In all essentials, the aims and methods of Renaissance artists had been anticipated by Giotto; and it is from him and Andrea Pisano that the sculptors and painters of fifteenth-century Florence descend, rather than from their immediate predecessors. The first decisive manifestation of revival was in sculpture. In 1401 a competition was held for the design of the north doors of the Baptistery of Florence. Among the seven competitors were Filippo Brunelleschi, Lorenzo Ghiberti, Niccoló d’Arezzo, and Jacopo della Quercia, a constellation of extraordinary brilliance, in which every aspect of the early Renaissance spirit is represented. The subject set was a design for the Sacrifice of Abraham, within a panel of the same size and shape as those on the doors by Andrea Pisano. Ghiberti was the winner, and his panel is to-day in the Bargello with that of Brunelleschi.

Brunelleschi, perhaps because of his failure in the competition, abandoned sculpture for architecture, and became one of its greatest masters. In his competition panel the design is less skilfully planned and the technique less accomplished than in Ghiberti’s; but the figures have greater nobility and grandeur, evidently due to study from the antique, and are united by a more intense dramatic feeling.

Ghiberti, whatever his limitations as an artist, ranks among the finest craftsmen in metal that the West has produced; and by virtue of his writings ranks as one of the most important and reliable sources for the history of art in Florence. The works on which his reputation rests are the bronze doors for the north entrance of the Baptistery, which were completed in 1424, and a second pair of doors for the east entrance, commissioned in 1425 and finished in 1452, which Michelangelo pronounced worthy to be the gates of Paradise. The main decoration of the north doors consists of reliefs representing scenes from the life of Christ. In the figures, Gothic treatment of the drapery mingles with classic reminiscence in attitude and gesture to produce a studied elegance. Realistic and descriptive detail help to make the narrative vivid, though the dramatic effect is often weak. In the design, surfaces are broken up and planes put in recession to produce a pictorial effect, in sharp contrast to the concentration by Andrea Pisano on the frontal plane, inaugurating methods which Donatello was to use with unrivalled power. In the east doors, carrying reliefs of scenes from the Old Testament, increased influence of the antique is evident in greater suavity of form, while skill in modelling and casting has developed to yield an amazing variety in depth and angle of relief. In the interval between the completion of the two sets of doors, Donatello had reached maturity and Masaccio had been at work, and their influence is traceable in Ghiberti’s increasing effort to attain the effect of a painting and his consequent sacrifice of the qualities which give sculpture monumental and decorative character.

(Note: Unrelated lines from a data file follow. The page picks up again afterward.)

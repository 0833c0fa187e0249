// Copyright 2021 Toolchain Labs, Inc. All rights reserved.
// Licensed under the Apache License, Version 2.0 (see LICENSE).

#![deny(warnings)]

use std::collections::HashMap;
use std::env;
use std::net::SocketAddr;
use std::num::NonZeroUsize;
use std::str::FromStr;
use std::time::Duration;

use bytes::Bytes;
use clap::{Arg, Command};
use futures::future::BoxFuture;
use futures::FutureExt;
use grpc_util::hyper::AddrIncomingWithStream;
use grpc_util::infra::setup_infra_endpoints;
use grpc_util::logging::setup_logging;
use grpc_util::sentry::setup_sentry;
use hyper::server::conn::AddrIncoming;
use itertools::Itertools;
use redis::{ConnectionAddr, ConnectionInfo, RedisConnectionInfo};
use storage::api::Server;
use storage::driver::redis::common::{ClientWrapper, ConnectionGetter};
use storage::driver::redis::pool::AsyncRedisConnectionPool;
use storage::driver::redis::RedisConnectionName;
use storage::driver::{
    AlwaysErrorsStorage, AmberfloEmitter, BlobStorage, BlobStorageAdapter, ChunkingStorage,
    DarkLaunchStorage, EvictingStorage, ExistenceCacheStorage, FastSlowReplicationStorage,
    FileBackedStorage, MemoryStorage, MeteredStorage, MetricsMonitoredStorage, NullStorage,
    ReadDigestVerifier, RedisBackend, RedisDirectStorage, RedisStorage, ShardingStorage,
    SizeSplitStorage, SmallBlobStorage, SmallBlobStorageAdapter, WriteDigestVerifier,
};
use storage::uuid_gen::DefaultUuidGenerator;
use storage::Digest;
use tokio::io::AsyncReadExt;
use tower_http::metrics::in_flight_requests::InFlightRequestsCounter;

use crate::config::{
    AmberfloApiKeyFile, BlobStorageConfig, RedisBackendConfig, ShardedStorageConfig,
    SmallBlobStorageConfig,
};

pub mod config;

const DEFAULT_REDIS_PORT: u16 = 6379;

type BoxBlobStorage = Box<dyn BlobStorage + Send + Sync + 'static>;
type BoxSmallBlobStorage = Box<dyn SmallBlobStorage + Send + Sync + 'static>;

fn parse_redis_addr(address: &str, backend_name: &str) -> Result<ConnectionInfo, String> {
    let (address, port) = match address.split(':').collect::<Vec<_>>().as_slice() {
        [addr, port] => {
            let port: u16 = (*port).parse().map_err(|err| {
                format!(
                    "Redis setup error for backend '{}': Failed to parse port {}: {}",
                    backend_name, *port, err
                )
            })?;
            (*addr, port)
        }
        [addr] => (*addr, DEFAULT_REDIS_PORT),
        _ => {
            return Err(format!(
                "Redis setup error for backend '{backend_name}': Failed to parse address: {address}",
            ));
        }
    };

    Ok(ConnectionInfo {
        addr: ConnectionAddr::Tcp(address.to_string(), port),
        redis: RedisConnectionInfo {
            db: 0,
            username: None,
            password: None,
        },
    })
}

async fn verify_redis_backends(
    redis_backends: &HashMap<String, RedisBackend<AsyncRedisConnectionPool>>,
) -> Result<(), String> {
    for (name, backend) in redis_backends {
        backend
            .verify_connection()
            .await
            .map_err(|err| format!("Unable to verify connection with backend `{name}`: {err}"))?;
    }

    Ok(())
}
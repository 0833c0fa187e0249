// Copyright 2020 Toolchain Labs, Inc. All rights reserved.
// Licensed under the Apache License, Version 2.0 (see LICENSE).

use std::collections::HashMap;
use std::time::Duration;

use grpc_util::backend::BackendConfig;
use grpc_util::infra::{GrpcConfig, InfraConfig};
use proxy::{BackendTimeoutsConfig, InstanceConfig, InstanceName, ListenAddressConfig};
use serde::Deserialize;

#[derive(Deserialize, Debug, Default)]
pub struct ProxyTimeoutsConfig {
    /// Timeout for GetActionResult API in milliseconds.
    pub get_action_result: Option<u64>,
}

impl ProxyTimeoutsConfig {
    pub fn into_backend_timeouts(self) -> BackendTimeoutsConfig {
        BackendTimeoutsConfig {
            get_action_result: self.get_action_result.map(Duration::from_millis),
        }
    }
}

#[derive(Deserialize, Clone, Debug, Default)]
pub struct AuthTokenMappingConfig {
    pub s3_bucket: String,
    pub s3_region: String,
    pub s3_path: String,
    pub refresh_frequency_s: Option<u64>,
}

#[derive(Deserialize, Debug, Default)]
pub struct Config {
    /// Which IP addresses to listen to for connections.
    pub listen_addresses: Vec<ListenAddressConfig>,

    /// The path to the rotable secret(s) storing the JWK set to be used when validating JWT tokens.
    pub jwk_set_path: String,

    /// How often to re-read `jwk_set_path` looking for rotated keys, in seconds.
    #[serde(default = "default_jwk_set_refresh_frequency_s")]
    pub jwk_set_refresh_frequency_s: u64,

    /// Config for a JSON file mapping token strings to their metadata.
    ///
    /// If not set, no auth tokens will be loaded. Clients can still send requests with auth tokens,
    /// but no tokens will be recognized.
    pub auth_token_mapping: Option<AuthTokenMappingConfig>,

    /// Map of backend names to the ADDRESS:PORT of the backend. The backend names are
    /// referenced later as a service name. This allows defining addresses once and reusing
    /// throughout the config.
    pub backends: HashMap<String, BackendConfig>,

    /// Defines per-instance backends to use for each service.
    pub per_instance_backends: Option<HashMap<InstanceName, InstanceConfig>>,

    /// Defines the default backends to use for each service (if no per-instance backend is
    /// configured).
    pub default_backends: InstanceConfig,

    /// Admin endpoints configuration.
    pub infra: Option<InfraConfig>,

    /// gRPC configuration.
    pub grpc: Option<GrpcConfig>,

    /// Backend timeouts configuration.
    pub backend_timeouts: Option<ProxyTimeoutsConfig>,
}

impl Config {
    pub fn from_str(raw_config: &str) -> Result<Config, String> {
        serde_yaml::from_str(raw_config).map_err(|e| format!("config parse error: {e}"))
    }
}

fn default_jwk_set_refresh_frequency_s() -> u64 {
    300
}
#[async_trait]
impl<C> WriteAttemptOps for RedisWriteAttempt<C>
where
    C: ConnectionGetter + Clone + Send + Sync + 'static,
{
    async fn write(&mut self, data: Bytes) -> Result<(), StreamingWriteError> {
        let mut conn = self.conn.get_redis_connection(true).await?;

        // Store this chunk in Redis.
        // https://redis.io/commands/setex
        let key = format!("{}-{}", &self.base_key, self.chunk_num);
        redis_query(
            &mut conn,
            "SET",
            DRIVER_LABEL,
            redis::cmd("SET").arg(&key).arg(&data[..]),
        )
        .await?;

        self.chunk_num += 1;

        Ok(())
    }

    async fn commit(mut self: Box<Self>) -> Result<(), StreamingWriteError> {
        let mut conn = self.conn.get_redis_connection(true).await?;

        // Write the metadata chunk with the total number of chunks written.
        let metadata_key = format!("{}-meta", &self.base_key);
        let metadata = RedisMetadataChunk {
            num_chunks: self.chunk_num,
        };
        let mut metadata_value = Vec::with_capacity(metadata.encoded_len());
        metadata
            .encode(&mut metadata_value)
            .map_err(|_| StorageError::Internal("Failed to encode metadata chunk".to_owned()))?;

        redis_query(
            &mut conn,
            "SET",
            DRIVER_LABEL,
            redis::cmd("SET").arg(&metadata_key).arg(metadata_value),
        )
        .await?;

        // Update the Index Map to map this digest to this upload. This upload will
        // be visible for this Digest after this operation completes.
        let index_map_key = format!(
            "{}{}:index-sha256-{}-{}",
            &self.prefix,
            &self.instance.name,
            self.digest.hex(),
            self.digest.size_bytes
        );
        redis_query(
            &mut conn,
            "SET",
            DRIVER_LABEL,
            redis::cmd("SET").arg(&index_map_key).arg(&self.uuid),
        )
        .await?;

        Ok(())
    }
}

impl<C, UG> RedisStorage<C, UG>
where
    C: ConnectionGetter + Clone + Send + Sync + 'static,
    UG: UuidGenerator + Send + Sync,
{
    pub async fn new(
        client: C,
        prefix: Option<String>,
        uuid_generator: UG,
    ) -> Result<Self, StorageError> {
        Ok(RedisStorage {
            conn: client,
            prefix: prefix.unwrap_or_else(|| "".to_owned()),
            uuid_generator,
        })
    }

    /// Checks whether a digest exists and returns the digest if it is missing (i.e., does
    /// **not** exist). The existence check is inverted to better support the `find_missing_blobs`
    /// RPC which returns missing blobs.
    async fn check_digest_does_not_exist(
        instance: &Instance,
        connection_manager: &C,
        digest: Digest,
        prefix: &str,
    ) -> Result<Option<Digest>, StorageError>
    where
        C: ConnectionGetter + Clone + Send + Sync,
    {
        let mut conn = connection_manager.get_redis_connection(false).await?;

        // Check the Index Map for the blob.

        let index_map_key = format!(
            "{}{}:index-sha256-{}-{}",
            prefix,
            &instance.name,
            digest.hex(),
            digest.size_bytes
        );

        let uuid_opt: Option<String> = redis_query(
            &mut conn,
            "GET",
            DRIVER_LABEL,
            redis::cmd("GET").arg(index_map_key),
        )
        .await?;

        let uuid = match uuid_opt {
            Some(uuid) => uuid,
            None => return Ok(Some(digest)),
        };

        let data_map_key_base = format!("{}{}:data-{}", prefix, &instance.name, uuid);

        // Query the Data Map for this digest's metadata chunk.
        let metadata_key = format!("{}-meta", &data_map_key_base);
        let metadata_opt: Option<Vec<u8>> = redis_query(
            &mut conn,
            "GET",
            DRIVER_LABEL,
            redis::cmd("GET").arg(&metadata_key),
        )
        .await?;
        let metadata = match metadata_opt {
            Some(data) => RedisMetadataChunk::decode(&data[..])
                .map_err(|_| StorageError::Internal("Corrupt metadata chunk".to_owned()))?,
            None => {
                // TODO: If metadata chunk is missing, then delete this entry from the Index Map.
                return Ok(Some(digest));
            }
        };

        // Loop through the data blocks and ensure that they all exist.
        let mut pipeline = redis::pipe();
        for chunk_num in 0..metadata.num_chunks {
            let key = format!("{}-{}", &data_map_key_base, chunk_num);
            pipeline.cmd("EXISTS").arg(key);
        }

        let result: Vec<bool> =
            redis_pipeline(&mut conn, "EXISTS", DRIVER_LABEL, &pipeline).await?;
        if result.iter().any(|v| !*v) {
            // TODO: If data chunk is missing, then delete this entry from the Index Map.
            return Ok(Some(digest));
        }

        // If execution reaches this point, then all blocks exist.
        Ok(None)
    }
}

In contrast is the work of Jacopo della Quercia, born in Siena but singularly little affected by current Sienese fashions. In his work, the exquisiteness and pictorial elaboration of Ghiberti is replaced by monumental forms and large rhythms, which anticipate and, indeed, inspired Michelangelo. In his earliest known work, the sepulchral monument in Lucca Cathedral to Ilaria del Carretto, simplicity and breadth combine with delicacy to make the recumbent effigy one of the most spiritual creations of the Renaissance. Of the Fonte Gaio, designed for the Campo in Siena in 1419, only fragments remain; but in these the proportions of the figures, the balanced contrasts of plane and mass, and the massive sweep of the drapery, are those of the Cinquecento. The font of the Baptistery of Siena, designed by Jacopo and executed jointly with Donatello, Ghiberti, and others, is more Gothic in character; but nothing Gothic remains in Jacopo's most famous work, the portal of San Petronio at Bologna, on which he worked from 1425 until his death in 1438. This it was that fired the mind of Michelangelo when, as a comparatively young man, he visited Bologna, chiefly through the ten bas-reliefs on the pilasters, representing scenes from the Creation to the Sacrifice of Abraham. In these, no concession is made to the picturesque or the anecdotal. The figures fill most of the frontal plane, background and accessories being of the simplest, the relief low, the masses broad and simple. With no traceable imitation of the antique, they have all the grandeur and restraint of early Greek work. The gestures and attitudes are natural and unforced, yet intensely dramatic and expressive; and from their combination has arisen a series of designs, each with its own character but all alike monumental, all mingling subtlety in detail with breadth of statement, all conceived in three-dimensional space. Behind them lies a creative imagination comparable to that which covered the roof of the Sistine chapel.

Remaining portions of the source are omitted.